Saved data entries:

Content starts

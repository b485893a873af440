use chrono::{DateTime, Utc};
use serde::{Deserialize, Serialize};
use serde_json::Value as JsonValue;
use uuid::Uuid;
use validator::Validate;

use crate::models::user::User;

#[derive(Debug, Serialize)]
pub struct UserResponse {
    pub id: Uuid,
    pub email: String,
    pub full_name: String,
    pub is_active: bool,
    pub is_superuser: bool,
    pub personality_profile: Option<JsonValue>,
    pub created_at: DateTime<Utc>,
}

impl From<User> for UserResponse {
    fn from(user: User) -> Self {
        Self {
            id: user.id,
            email: user.email,
            full_name: user.full_name,
            is_active: user.is_active,
            is_superuser: user.is_superuser,
            personality_profile: user.personality_profile,
            created_at: user.created_at,
        }
    }
}

#[derive(Debug, Deserialize, Validate)]
pub struct UpdateProfilePayload {
    #[validate(length(min = 1, max = 255))]
    pub full_name: Option<String>,
    #[validate(length(min = 8, message = "password must be at least 8 characters"))]
    pub password: Option<String>,
}

#[derive(Debug, Deserialize, Validate)]
pub struct PersonalityPayload {
    #[validate(length(min = 1, message = "at least one writing sample is required"))]
    pub writing_samples: Vec<String>,
}
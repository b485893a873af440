use chrono::{DateTime, Utc};
use serde::{Deserialize, Serialize};
use serde_json::Value as JsonValue;
use sqlx::FromRow;
use uuid::Uuid;

#[derive(Debug, Clone, Serialize, Deserialize, FromRow)]
pub struct User {
    pub id: Uuid,
    pub email: String,
    pub hashed_password: String,
    pub full_name: String,
    pub is_active: bool,
    pub is_superuser: bool,
    pub personality_profile: Option<JsonValue>,
    pub writing_samples: Option<JsonValue>,
    pub created_at: DateTime<Utc>,
    pub updated_at: DateTime<Utc>,
}
use chrono::{DateTime, NaiveDateTime, Utc};

/// The scheduler compares stored delivery timestamps against this clock.
/// Stored values are naive timestamps holding UTC wall-clock time.
pub fn reference_now() -> NaiveDateTime {
    Utc::now().naive_utc()
}

pub fn format_timestamp(dt: NaiveDateTime) -> String {
    dt.format("%Y-%m-%d %H:%M:%S").to_string()
}

/// Parse a delivery timestamp supplied by a client. Accepts RFC 3339
/// (normalized to UTC) as well as plain `Y-m-d H:M:S` with or without
/// fractional seconds.
pub fn parse_timestamp(raw: &str) -> anyhow::Result<NaiveDateTime> {
    if let Ok(dt) = DateTime::parse_from_rfc3339(raw) {
        return Ok(dt.with_timezone(&Utc).naive_utc());
    }
    if let Ok(dt) = NaiveDateTime::parse_from_str(raw, "%Y-%m-%d %H:%M:%S") {
        return Ok(dt);
    }
    if let Ok(dt) = NaiveDateTime::parse_from_str(raw, "%Y-%m-%d %H:%M:%S%.f") {
        return Ok(dt);
    }
    anyhow::bail!("Could not parse timestamp: {}", raw)
}

#[cfg(test)]
mod tests {
    use super::*;
    use chrono::{Datelike, Timelike};

    #[test]
    fn parses_plain_format() {
        let dt = parse_timestamp("2031-05-20 14:30:00").unwrap();
        assert_eq!(dt.year(), 2031);
        assert_eq!(dt.hour(), 14);
    }

    #[test]
    fn parses_fractional_seconds() {
        let dt = parse_timestamp("2031-05-20 14:30:00.123456").unwrap();
        assert_eq!(dt.minute(), 30);
    }

    #[test]
    fn parses_rfc3339_and_normalizes_to_utc() {
        let dt = parse_timestamp("2031-05-20T14:30:00+02:00").unwrap();
        assert_eq!(dt.hour(), 12);
    }

    #[test]
    fn rejects_garbage() {
        assert!(parse_timestamp("next tuesday").is_err());
        assert!(parse_timestamp("").is_err());
    }
}
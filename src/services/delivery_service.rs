use std::sync::Arc;

use serde::Serialize;

use crate::error::Result;
use crate::models::message::DueMessage;
use crate::services::email_service::{self, Mailer};
use crate::services::message_store::MessageStore;
use crate::utils::time::reference_now;

/// Summary of one delivery cycle, returned to the scheduler loop and to the
/// manual admin trigger.
#[derive(Debug, Default, Serialize)]
pub struct CycleOutcome {
    pub eligible: usize,
    pub delivered: usize,
    pub failed: usize,
}

#[derive(Clone)]
pub struct DeliveryService {
    store: Arc<dyn MessageStore>,
    mailer: Arc<dyn Mailer>,
    send_confirmations: bool,
}

impl DeliveryService {
    pub fn new(
        store: Arc<dyn MessageStore>,
        mailer: Arc<dyn Mailer>,
        send_confirmations: bool,
    ) -> Self {
        Self {
            store,
            mailer,
            send_confirmations,
        }
    }

    /// One full cycle: select every due message and attempt each delivery in
    /// ascending-id order. A failure on one message never aborts the rest;
    /// only a failed selection (store unreachable) surfaces as `Err`.
    pub async fn run_cycle(&self) -> Result<CycleOutcome> {
        let now = reference_now();
        let due = self.store.due_messages(now).await?;

        let mut outcome = CycleOutcome {
            eligible: due.len(),
            ..Default::default()
        };

        for msg in &due {
            match self.deliver(msg).await {
                Ok(true) => outcome.delivered += 1,
                Ok(false) => outcome.failed += 1,
                Err(e) => {
                    outcome.failed += 1;
                    tracing::error!(message_id = msg.id, error = %e, "Error delivering message");
                }
            }
        }
        Ok(outcome)
    }

    /// Deliver a single snapshot. Returns `Ok(true)` once the delivered flag
    /// has been persisted, `Ok(false)` when the send failed and the row was
    /// re-asserted undelivered so the next cycle retries it.
    async fn deliver(&self, msg: &DueMessage) -> Result<bool> {
        let Some(recipient) = msg.recipient_email.as_deref() else {
            tracing::warn!(message_id = msg.id, "Message has no recipient email, skipping");
            return Ok(false);
        };

        let email = email_service::delivery_email(msg);
        let sent = self
            .mailer
            .send(recipient, &email.subject, &email.text, &email.html)
            .await;

        if !sent {
            // Explicit re-assertion: the row stays visible to the next cycle.
            self.store.set_delivered(msg.id, false).await?;
            tracing::error!(
                message_id = msg.id,
                recipient,
                "Delivery failed, message will be retried next cycle"
            );
            return Ok(false);
        }

        self.store.set_delivered(msg.id, true).await?;
        tracing::info!(message_id = msg.id, recipient, "Message delivered");

        if self.send_confirmations {
            let confirmation =
                email_service::confirmation_email(recipient, &msg.title, msg.delivery_date);
            let confirmed = self
                .mailer
                .send(
                    recipient,
                    &confirmation.subject,
                    &confirmation.text,
                    &confirmation.html,
                )
                .await;
            if !confirmed {
                tracing::warn!(message_id = msg.id, "Delivery confirmation could not be sent");
            }
        }

        Ok(true)
    }
}

#[cfg(test)]
mod tests {
    use super::*;
    use crate::services::email_service::MockMailer;
    use async_trait::async_trait;
    use chrono::NaiveDateTime;
    use std::sync::Mutex;

    fn due(id: i64, title: &str) -> DueMessage {
        DueMessage {
            id,
            title: title.to_string(),
            content: format!("content of {}", title),
            recipient_email: Some("recipient@example.com".to_string()),
            delivery_date: NaiveDateTime::parse_from_str("2030-01-01 00:00:00", "%Y-%m-%d %H:%M:%S")
                .unwrap(),
            is_delivered: false,
        }
    }

    /// In-memory store scripted per test: `due` is what the selector
    /// returns, `flag_writes` records every `set_delivered` call.
    #[derive(Default)]
    struct MemStore {
        due: Vec<DueMessage>,
        flag_writes: Mutex<Vec<(i64, bool)>>,
        fail_query: bool,
        fail_update_for: Option<i64>,
    }

    #[async_trait]
    impl MessageStore for MemStore {
        async fn due_messages(&self, _now: NaiveDateTime) -> Result<Vec<DueMessage>> {
            if self.fail_query {
                return Err(crate::error::Error::Internal("store unreachable".to_string()));
            }
            Ok(self.due.clone())
        }

        async fn set_delivered(&self, id: i64, delivered: bool) -> Result<()> {
            if self.fail_update_for == Some(id) {
                return Err(crate::error::Error::Internal("row update failed".to_string()));
            }
            self.flag_writes.lock().unwrap().push((id, delivered));
            Ok(())
        }
    }

    #[tokio::test]
    async fn successful_delivery_marks_message_delivered() {
        let store = Arc::new(MemStore {
            due: vec![due(1, "Goodbye")],
            ..Default::default()
        });
        let mut mailer = MockMailer::new();
        mailer
            .expect_send()
            .withf(|to, subject, _, _| {
                to == "recipient@example.com" && subject == "Your AfterLife Message: Goodbye"
            })
            .times(1)
            .returning(|_, _, _, _| true);

        let service = DeliveryService::new(store.clone(), Arc::new(mailer), false);
        let outcome = service.run_cycle().await.unwrap();

        assert_eq!(outcome.eligible, 1);
        assert_eq!(outcome.delivered, 1);
        assert_eq!(outcome.failed, 0);
        assert_eq!(*store.flag_writes.lock().unwrap(), vec![(1, true)]);
    }

    #[tokio::test]
    async fn failed_send_reasserts_undelivered() {
        let store = Arc::new(MemStore {
            due: vec![due(4, "Flaky")],
            ..Default::default()
        });
        let mut mailer = MockMailer::new();
        mailer.expect_send().times(1).returning(|_, _, _, _| false);

        let service = DeliveryService::new(store.clone(), Arc::new(mailer), false);
        let outcome = service.run_cycle().await.unwrap();

        assert_eq!(outcome.delivered, 0);
        assert_eq!(outcome.failed, 1);
        assert_eq!(*store.flag_writes.lock().unwrap(), vec![(4, false)]);
    }

    #[tokio::test]
    async fn snapshot_without_recipient_is_skipped_without_side_effects() {
        let mut msg = due(9, "Orphan");
        msg.recipient_email = None;
        let store = Arc::new(MemStore {
            due: vec![msg],
            ..Default::default()
        });
        // No expectations: any send call panics the test.
        let mailer = MockMailer::new();

        let service = DeliveryService::new(store.clone(), Arc::new(mailer), false);
        let outcome = service.run_cycle().await.unwrap();

        assert_eq!(outcome.delivered, 0);
        assert!(store.flag_writes.lock().unwrap().is_empty());
    }

    #[tokio::test]
    async fn confirmation_failure_does_not_undo_delivery() {
        let store = Arc::new(MemStore {
            due: vec![due(2, "Confirmed")],
            ..Default::default()
        });
        let mut mailer = MockMailer::new();
        mailer
            .expect_send()
            .withf(|_, subject, _, _| subject.starts_with("Your AfterLife Message:"))
            .times(1)
            .returning(|_, _, _, _| true);
        mailer
            .expect_send()
            .withf(|_, subject, _, _| subject.contains("has been delivered"))
            .times(1)
            .returning(|_, _, _, _| false);

        let service = DeliveryService::new(store.clone(), Arc::new(mailer), true);
        let outcome = service.run_cycle().await.unwrap();

        assert_eq!(outcome.delivered, 1);
        assert_eq!(outcome.failed, 0);
        assert_eq!(*store.flag_writes.lock().unwrap(), vec![(2, true)]);
    }

    #[tokio::test]
    async fn one_failing_update_does_not_abort_sibling_deliveries() {
        let store = Arc::new(MemStore {
            due: vec![due(1, "Poisoned"), due(2, "Healthy")],
            fail_update_for: Some(1),
            ..Default::default()
        });
        let mut mailer = MockMailer::new();
        mailer.expect_send().times(2).returning(|_, _, _, _| true);

        let service = DeliveryService::new(store.clone(), Arc::new(mailer), false);
        let outcome = service.run_cycle().await.unwrap();

        assert_eq!(outcome.eligible, 2);
        assert_eq!(outcome.delivered, 1);
        assert_eq!(outcome.failed, 1);
        assert_eq!(*store.flag_writes.lock().unwrap(), vec![(2, true)]);
    }

    #[tokio::test]
    async fn unreachable_store_surfaces_as_cycle_error() {
        let store = Arc::new(MemStore {
            fail_query: true,
            ..Default::default()
        });
        let mailer = MockMailer::new();

        let service = DeliveryService::new(store, Arc::new(mailer), false);
        assert!(service.run_cycle().await.is_err());
    }
}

Content ends

Task: Say only how many lines in the records carry the word "text".

Output: 2